Beginning later this month, TNC will be overseeing an intensive seeding and planting effort, Amelia Harris, a TNC restoration ecologist, said on Friday. As part of that reforestation, approximately 17,000 young native “bare root” trees will be planted by contractor Williams Forestry — one every four feet in some areas.
“We won’t be able to walk over this ground,” Harris commented, noting that saplings would soon be poking out of the soil. But decades from now, if all goes well, a thriving native forest will grow up where now the earth is straw and mud.
As a unique feature of the project, Agraria will be planting additional native trees and shrubs in an extended buffer area. Agraria Land Director Jeremy Schleining reflected that the extra buffer will allow Agraria to integrate agroforestry practices into the project, managing and harvesting a portion of the reforested land.
Another vegetative-related challenge has been invasive species (which Agraria frequently refers to as “out of place” species). A consequence of human land disturbance and other factors, these nonnative plants crowd out native flora, which are species adapted to local conditions that provide essential food and habitat for pollinators, birds, and mammals. To prepare the ground for reseeding with native species, TNC used a combination of discing to break up roots and herbicide applications to kill species such as Canadian thistle, an especially tenacious “out of place” plant covering wide areas of ground. While herbicide use remains standard in ecological restoration projects, it has prompted questions and reflections here at Agraria. It is hard to witness the same methods that damaged the land used in rehabilitating the land. Yet it is also hard to witness the runaway growth of nonnative species — a harm to the local ecosystem and a profound barrier to healing the land.
Glimmer of the future
Friday’s walkthrough ended in the southwest corner of the property off Huston Road, site of an especially super-sinuous re-meandered stream. There as elsewhere, thick woven matting had been put down to keep soil and seeds in place. However, the matting didn’t necessarily prevent squirrels from wresting seeds out of the mesh. Shaking his head, ERC’s McMullen pointed to little holes dug at the edge of the matting as clear evidence that squirrels were doing just that.

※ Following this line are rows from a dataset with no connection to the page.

//! Generic row representation and decoding of PostgreSQL rows into it.

use crate::schema::{ColumnKind, TableDefinition};
use serde_json::{Map, Value};
use sqlx::postgres::PgRow;
use sqlx::{Column, Row};

/// One row: column name to value.
pub type Record = Map<String, Value>;

/// Decode every column of `row`, using the table definition to pick the decoder.
pub fn row_to_record(row: &PgRow, table: &TableDefinition) -> Record {
    let mut map = Record::new();
    for col in row.columns() {
        let name = col.name();
        let kind = table.column(name).map(|c| c.kind).unwrap_or(ColumnKind::Other);
        map.insert(name.to_string(), cell_to_value(row, name, kind));
    }
    map
}

/// Widen through the shortest decimal form, so `1.1f32` reads back as 1.1 and not 1.100000023841858.
/// NaN and infinities become null.
fn f32_to_value(n: f32) -> Value {
    n.to_string()
        .parse::<f64>()
        .ok()
        .and_then(serde_json::Number::from_f64)
        .map(Value::Number)
        .unwrap_or(Value::Null)
}

fn cell_to_value(row: &PgRow, name: &str, kind: ColumnKind) -> Value {
    let decoded = match kind {
        ColumnKind::SmallInt => row.try_get::<Option<i16>, _>(name).map(|v| v.map(Value::from)),
        ColumnKind::Int => row.try_get::<Option<i32>, _>(name).map(|v| v.map(Value::from)),
        ColumnKind::BigInt => row.try_get::<Option<i64>, _>(name).map(|v| v.map(Value::from)),
        ColumnKind::Real => row.try_get::<Option<f32>, _>(name).map(|v| v.map(f32_to_value)),
        ColumnKind::Double => row
            .try_get::<Option<f64>, _>(name)
            .map(|v| v.and_then(serde_json::Number::from_f64).map(Value::Number)),
        ColumnKind::Bool => row.try_get::<Option<bool>, _>(name).map(|v| v.map(Value::Bool)),
        ColumnKind::Uuid => row
            .try_get::<Option<uuid::Uuid>, _>(name)
            .map(|v| v.map(|u| Value::String(u.to_string()))),
        ColumnKind::TimestampTz => row
            .try_get::<Option<chrono::DateTime<chrono::Utc>>, _>(name)
            .map(|v| v.map(|d| Value::String(d.to_rfc3339()))),
        ColumnKind::Timestamp => row
            .try_get::<Option<chrono::NaiveDateTime>, _>(name)
            .map(|v| v.map(|d| Value::String(d.format("%Y-%m-%dT%H:%M:%S%.f").to_string()))),
        ColumnKind::Date => row
            .try_get::<Option<chrono::NaiveDate>, _>(name)
            .map(|v| v.map(|d| Value::String(d.format("%Y-%m-%d").to_string()))),
        ColumnKind::Json => row.try_get::<Option<Value>, _>(name),
        ColumnKind::Text | ColumnKind::Other => row.try_get::<Option<String>, _>(name).map(|v| v.map(Value::String)),
    };
    match decoded {
        Ok(v) => v.unwrap_or(Value::Null),
        Err(e) => {
            tracing::warn!(column = %name, kind = ?kind, error = %e, "column could not be decoded");
            Value::Null
        }
    }
}

#[cfg(test)]
mod tests {
    use super::*;
    use serde_json::json;

    #[test]
    fn real_values_keep_decimal_form() {
        assert_eq!(f32_to_value(1.1), json!(1.1));
        assert_eq!(f32_to_value(0.3), json!(0.3));
        assert_eq!(f32_to_value(-2.5), json!(-2.5));
        assert_eq!(f32_to_value(16777216.0), json!(16777216.0));
        assert_ne!(json!(1.1f32 as f64), json!(1.1));
    }

    #[test]
    fn non_finite_reals_are_null() {
        assert_eq!(f32_to_value(f32::NAN), Value::Null);
        assert_eq!(f32_to_value(f32::INFINITY), Value::Null);
    }
}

Walking back to my car, I reflected that it takes faith and imagination for a farmer to see the bounty of August in January’s cold fields. And lots of skill and hard work to get there.

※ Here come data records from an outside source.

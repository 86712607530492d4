//! Table CRUD and schema routes. Handlers resolve the table from the path segment at request time.

use crate::handlers::schema::{describe_table, list_tables, refresh};
use crate::handlers::tables::{delete as delete_handler, find, insert, list, update};
use crate::state::AppState;
use axum::{routing::get, routing::post, Router};
use tower::ServiceBuilder;
use tower_http::limit::RequestBodyLimitLayer;

/// Largest accepted request body.
pub const BODY_LIMIT_BYTES: usize = 1024 * 1024;

pub fn table_routes(state: AppState) -> Router {
    Router::new()
        .route("/tables/:table", get(list).post(insert))
        .route(
            "/tables/:table/:column/:value",
            get(find).patch(update).delete(delete_handler),
        )
        .layer(ServiceBuilder::new().layer(RequestBodyLimitLayer::new(BODY_LIMIT_BYTES)))
        .with_state(state)
}

pub fn schema_routes(state: AppState) -> Router {
    Router::new()
        .route("/schema", get(list_tables))
        .route("/schema/refresh", post(refresh))
        .route("/schema/:table", get(describe_table))
        .with_state(state)
}

/// Common, schema and table routes merged into one router.
pub fn api_routes(state: AppState) -> Router {
    Router::new()
        .merge(super::common_routes_with_ready(state.clone()))
        .merge(schema_routes(state.clone()))
        .merge(table_routes(state))
}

That distinctly agrarian dynamic applies to this restoration project. Squinting back at the gentle rise and fall of the land threaded with new gravel-lined waterways under low gray skies, I almost saw the glimmer of water. I almost saw the return of a forest. I almost saw the future that will — with the farmer’s recipe of luck, skill, patience, care, and time — grow into ripeness like tomatoes in July and eggplant, peppers, and okra in August.
*Audrey Hackett is editor of Agraria Journal.